Selon le sondeur EKOS, seulement 22 % des Canadiens fréquentent Twitter. Et parmi eux, une minorité s’intéresse à l’actualité, comme le démontre un rapport du Centre d’études sur les médias de l’Université Laval.

Proportion de Canadiens qui ont utilisé un réseau social dans la dernière semaine pour s’informer (lire, partager ou commenter une nouvelle)

Francophones

50 % sur Facebook

6 % sur Twitter

Anglophones

34 % sur Facebook

13 % sur Twitter

Source : Regard sur les pratiques d’information au Canada | Digital News Report 2022, un rapport produit par le Centre d’études sur les médias de l’Université Laval.

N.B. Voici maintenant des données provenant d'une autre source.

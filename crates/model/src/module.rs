use crate::binding::{classify, BindingDecl, BindingDeclKind, CollectionKind, MemberMarker, MemberRef, MultiDeclaration};
use crate::context::ModelContext;
use crate::declared::{ClassBacked, DeclaredType};
use crate::issue::Issue;
use std::rc::Rc;
use wiring_lang::{names, Annotated, BuiltinAnnotations, TypeRef};

/// A `@Module` type: binding declarations plus included modules and
/// installed child components.
#[derive(Debug)]
pub struct ModuleModel {
    declared: DeclaredType,
    includes: Vec<TypeRef>,
    subcomponents: Vec<TypeRef>,
    bindings: Vec<Rc<BindingDecl>>,
    multi_declarations: Vec<MultiDeclaration>,
    issues: Vec<Issue>,
}

impl ModuleModel {
    pub(crate) fn build(cx: &ModelContext, ty: &TypeRef) -> Self {
        let declared = DeclaredType::resolve(cx, ty);
        let mut model = Self {
            declared,
            includes: Vec::new(),
            subcomponents: Vec::new(),
            bindings: Vec::new(),
            multi_declarations: Vec::new(),
            issues: Vec::new(),
        };

        let Some(decl) = model.declared.decl().cloned() else {
            model.issues.push(Issue::error(format!("module {ty} is not declared")));
            return model;
        };
        match decl.module_annotation() {
            Some(annotation) => {
                model.includes = annotation.includes;
                model.subcomponents = annotation.subcomponents;
            }
            None => model
                .issues
                .push(Issue::error(format!("{ty} is not a module: missing @{}", names::MODULE))),
        }

        for member in &decl.methods {
            if member.has_annotation(names::MULTIBINDS) || member.has_annotation(names::DECLARE_LIST) {
                let origin = MemberRef::new(ty.clone(), &member.name);
                let returned = &member.return_type;
                match CollectionKind::of_type(returned) {
                    Some(kind) => model.multi_declarations.push(MultiDeclaration {
                        origin,
                        collection: cx.node(returned, cx.qualifier_of(member)),
                        kind,
                        order_dependent: member.declare_list_annotation().map(|d| d.order_dependent),
                    }),
                    None => model.issues.push(Issue::error(format!(
                        "multi-binding declaration {origin} must return List, Set or Map, found {returned}"
                    ))),
                }
                continue;
            }

            let (marker, issues) = classify(member);
            match marker {
                Some(marker @ (MemberMarker::Alias | MemberMarker::Provision)) => {
                    model
                        .bindings
                        .push(Rc::new(BindingDecl::build(cx, &decl, member, marker, issues)));
                }
                Some(MemberMarker::InjectConstructor) => model.issues.push(Issue::warning(format!(
                    "@{} on module member {}::{} has no effect",
                    names::INJECT,
                    ty.simple_name(),
                    member.name
                ))),
                None => model.issues.extend(issues),
            }
        }

        log::trace!(
            "Module {ty}: {} bindings, {} multi-binding declarations",
            model.bindings.len(),
            model.multi_declarations.len()
        );
        model
    }

    pub fn includes(&self) -> &[TypeRef] {
        &self.includes
    }

    pub fn subcomponents(&self) -> &[TypeRef] {
        &self.subcomponents
    }

    /// Binding declarations in declaration order
    pub fn bindings(&self) -> &[Rc<BindingDecl>] {
        &self.bindings
    }

    pub fn multi_declarations(&self) -> &[MultiDeclaration] {
        &self.multi_declarations
    }

    pub fn issues(&self) -> &[Issue] {
        &self.issues
    }

    /// Some `@Provides` member needs a module instance
    pub fn requires_instance(&self) -> bool {
        self.bindings.iter().any(|b| {
            matches!(
                b.kind,
                BindingDeclKind::Provides {
                    requires_module_instance: true,
                    ..
                }
            )
        })
    }

    /// The generated component can create the instance on its own
    pub fn is_trivially_constructable(&self) -> bool {
        self.declared
            .decl()
            .is_some_and(|d| !d.is_abstract_type() && d.has_default_constructor())
    }
}

impl ClassBacked for ModuleModel {
    fn declared(&self) -> &DeclaredType {
        &self.declared
    }
}
use crate::cache::Interner;
use crate::binding::BindingScope;
use crate::component::ComponentModel;
use crate::condition::{ConditionModel, ConditionRef, Conditional, FeatureModel};
use crate::implicit::{AssistedFactoryModel, InjectConstructorModel};
use crate::module::ModuleModel;
use crate::node::{Dependency, DependencyKind, Node, NodeModel};
use crate::variant::FlavorModel;
use std::rc::Rc;
use wiring_lang::{names, Annotated, Annotation, BuiltinAnnotations, TypeOracle, TypeRef};
use wiring_logic::Solver;

/// Arena for one processing pass.
///
/// Owns the type oracle and every interned model. Dropping the context
/// releases all models, so nothing leaks between passes.
pub struct ModelContext {
    oracle: Box<dyn TypeOracle>,
    solver: Solver<ConditionRef>,
    nodes: Interner<(TypeRef, Option<Annotation>), NodeModel>,
    conditions: Interner<(TypeRef, Vec<String>), ConditionModel>,
    features: Interner<TypeRef, FeatureModel>,
    flavors: Interner<TypeRef, FlavorModel>,
    modules: Interner<TypeRef, ModuleModel>,
    components: Interner<TypeRef, ComponentModel>,
    inject_constructors: Interner<TypeRef, Option<Rc<InjectConstructorModel>>>,
    assisted_factories: Interner<TypeRef, Option<Rc<AssistedFactoryModel>>>,
}

impl ModelContext {
    pub fn new(oracle: impl TypeOracle + 'static) -> Self {
        Self {
            oracle: Box::new(oracle),
            solver: Solver::new(),
            nodes: Interner::new(),
            conditions: Interner::new(),
            features: Interner::new(),
            flavors: Interner::new(),
            modules: Interner::new(),
            components: Interner::new(),
            inject_constructors: Interner::new(),
            assisted_factories: Interner::new(),
        }
    }

    pub fn oracle(&self) -> &dyn TypeOracle {
        self.oracle.as_ref()
    }

    /// Shared solver; its memo table lives as long as the pass
    pub fn solver(&self) -> &Solver<ConditionRef> {
        &self.solver
    }

    /// Interned node for (type, qualifier). `void` is not injectable and maps
    /// to the invalid placeholder.
    pub fn node(&self, ty: &TypeRef, qualifier: Option<Annotation>) -> Node {
        if ty.is_void() {
            return self.invalid_node();
        }
        let key = (ty.clone(), qualifier);
        let model = self
            .nodes
            .get_or_create(&key, || NodeModel::new(key.0.clone(), key.1.clone()));
        Node::from_model(model)
    }

    pub fn invalid_node(&self) -> Node {
        self.node(&TypeRef::error("void is not injectable"), None)
    }

    /// Node and request kind of a declared dependency, unwrapping `Lazy`,
    /// `Provider` and `Optional` (itself optionally around `Lazy`/`Provider`).
    pub fn dependency(&self, ty: &TypeRef, annotations: &[Annotation]) -> Dependency {
        let (inner, kind) = if let Some(optional) = ty.unwrap(names::OPTIONAL) {
            if let Some(inner) = optional.unwrap(names::LAZY) {
                (inner, DependencyKind::OptionalLazy)
            } else if let Some(inner) = optional.unwrap(names::PROVIDER) {
                (inner, DependencyKind::OptionalProvider)
            } else {
                (optional, DependencyKind::Optional)
            }
        } else if let Some(inner) = ty.unwrap(names::LAZY) {
            (inner, DependencyKind::Lazy)
        } else if let Some(inner) = ty.unwrap(names::PROVIDER) {
            (inner, DependencyKind::Provider)
        } else {
            (ty, DependencyKind::Direct)
        };

        Dependency {
            node: self.node(inner, self.qualifier_among(annotations)),
            kind,
        }
    }

    /// First qualifier annotation: `@Named` or any annotation whose class is
    /// meta-annotated with `@Qualifier`
    pub fn qualifier_of(&self, decl: &(impl Annotated + ?Sized)) -> Option<Annotation> {
        self.qualifier_among(decl.annotations())
    }

    fn qualifier_among(&self, annotations: &[Annotation]) -> Option<Annotation> {
        annotations
            .iter()
            .find(|ann| ann.class == names::NAMED || self.is_meta_annotated(ann, names::QUALIFIER))
            .cloned()
    }

    fn is_meta_annotated(&self, annotation: &Annotation, meta: &str) -> bool {
        self.oracle
            .declaration(&annotation.class)
            .is_some_and(|decl| decl.has_annotation(meta))
    }

    pub fn binding_scope(&self, decl: &(impl Annotated + ?Sized)) -> BindingScope {
        if decl.has_annotation(names::REUSABLE) {
            return BindingScope::Reusable;
        }
        let scopes: Vec<Annotation> = decl
            .annotations()
            .iter()
            .filter(|ann| self.is_meta_annotated(ann, names::SCOPE))
            .cloned()
            .collect();
        if scopes.is_empty() {
            BindingScope::Unscoped
        } else {
            BindingScope::Cached(scopes)
        }
    }

    pub fn condition(&self, holder: &TypeRef, path: &[String]) -> ConditionRef {
        let key = (holder.clone(), path.to_vec());
        let model = self
            .conditions
            .get_or_create(&key, || ConditionModel::resolve(self.oracle(), holder, path));
        ConditionRef::from_model(model)
    }

    /// Placeholder variable standing for a condition that failed to parse or
    /// resolve
    pub fn invalid_condition(&self, reason: &str) -> ConditionRef {
        let key = (TypeRef::error(reason), Vec::new());
        let model = self
            .conditions
            .get_or_create(&key, || ConditionModel::invalid(reason));
        ConditionRef::from_model(model)
    }

    pub fn feature(&self, ty: &TypeRef) -> Rc<FeatureModel> {
        self.features.get_or_create(ty, || FeatureModel::build(self, ty))
    }

    pub fn flavor(&self, ty: &TypeRef) -> Rc<FlavorModel> {
        self.flavors.get_or_create(ty, || FlavorModel::build(self, ty))
    }

    pub fn conditionals(&self, decl: &(impl Annotated + ?Sized)) -> Vec<Conditional> {
        decl.conditional_annotations()
            .iter()
            .map(|c| Conditional::build(self, &c.features, &c.only_in))
            .collect()
    }

    pub fn module(&self, ty: &TypeRef) -> Rc<ModuleModel> {
        self.modules.get_or_create(ty, || ModuleModel::build(self, ty))
    }

    pub fn component(&self, ty: &TypeRef) -> Rc<ComponentModel> {
        self.components.get_or_create(ty, || ComponentModel::build(self, ty))
    }

    pub fn inject_constructor(&self, ty: &TypeRef) -> Option<Rc<InjectConstructorModel>> {
        let model = self
            .inject_constructors
            .get_or_create(ty, || InjectConstructorModel::build(self, ty).map(Rc::new));
        Option::clone(&model)
    }

    pub fn assisted_factory(&self, ty: &TypeRef) -> Option<Rc<AssistedFactoryModel>> {
        let model = self
            .assisted_factories
            .get_or_create(ty, || AssistedFactoryModel::build(self, ty).map(Rc::new));
        Option::clone(&model)
    }

    /// Declared components with `isRoot = true`, sorted by name
    pub fn root_components(&self) -> Vec<TypeRef> {
        self.oracle
            .declared_names()
            .into_iter()
            .filter_map(|name| self.oracle.declaration(&name))
            .filter(|decl| decl.component_annotation().is_some_and(|c| c.is_root))
            .map(|decl| decl.as_type())
            .collect()
    }

    /// Number of interned nodes; used by tests and debug logging
    pub fn node_count(&self) -> usize {
        self.nodes.len()
    }
}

Les gazouilleurs anglophones (26 %) sont plus nombreux que la moyenne canadienne (17 %) à juger que les politiciens sont de gauche. Une autre façon de dire qu’ils se situent plus à droite et que depuis cette perspective, les autres leur apparaissent davantage être de gauche. Ils sont donc réceptifs au discours du chef conservateur, Pierre Poilievre, qui crie à la propagande radio-canadienne avec son habituel goût pour la nuance.

MM. Poilievre et Musk n’ont pas tort, les citoyens se méfient davantage aujourd’hui des médias traditionnels. En 2022, 42 % des Canadiens disaient faire confiance à « la plupart des nouvelles la plupart du temps ». Une baisse de 13 points par rapport à 2016.

La confiance est plus faible chez les jeunes et les gens sans diplôme universitaire. Les anglophones de droite sont aussi plus méfiants. Chez les francophones, il n’y a pas de différence significative selon l’affiliation politique.

Cela explique sans doute la position de M. Poilievre, qui cible plus CBC que Radio-Canada dans ses attaques.

Mais ce que MM. Musk et Poilievre oublient de dire, c’est que la méfiance est encore plus vive à l’endroit des sites comme Twitter.

Selon le Baromètre d’Edelman, 57 % des Canadiens font confiance aux médias traditionnels, contre 22 % pour les réseaux sociaux (3).

Quand M. Musk répond aux questions des médias en envoyant un émoji de caca, quand il compare Justin Trudeau à Hitler et quand il se vante d’intervenir directement dans les décisions éditoriales, il ne fait qu’aggraver ce problème.

C’est à cette perte de crédibilité que M. Poilievre s’associe maintenant. S’il ne s’en rend pas compte, c’est que son pifomètre à lui aussi est brisé.

* Je paraphrase une expression de la défunte économiste anglaise Joan Robinson.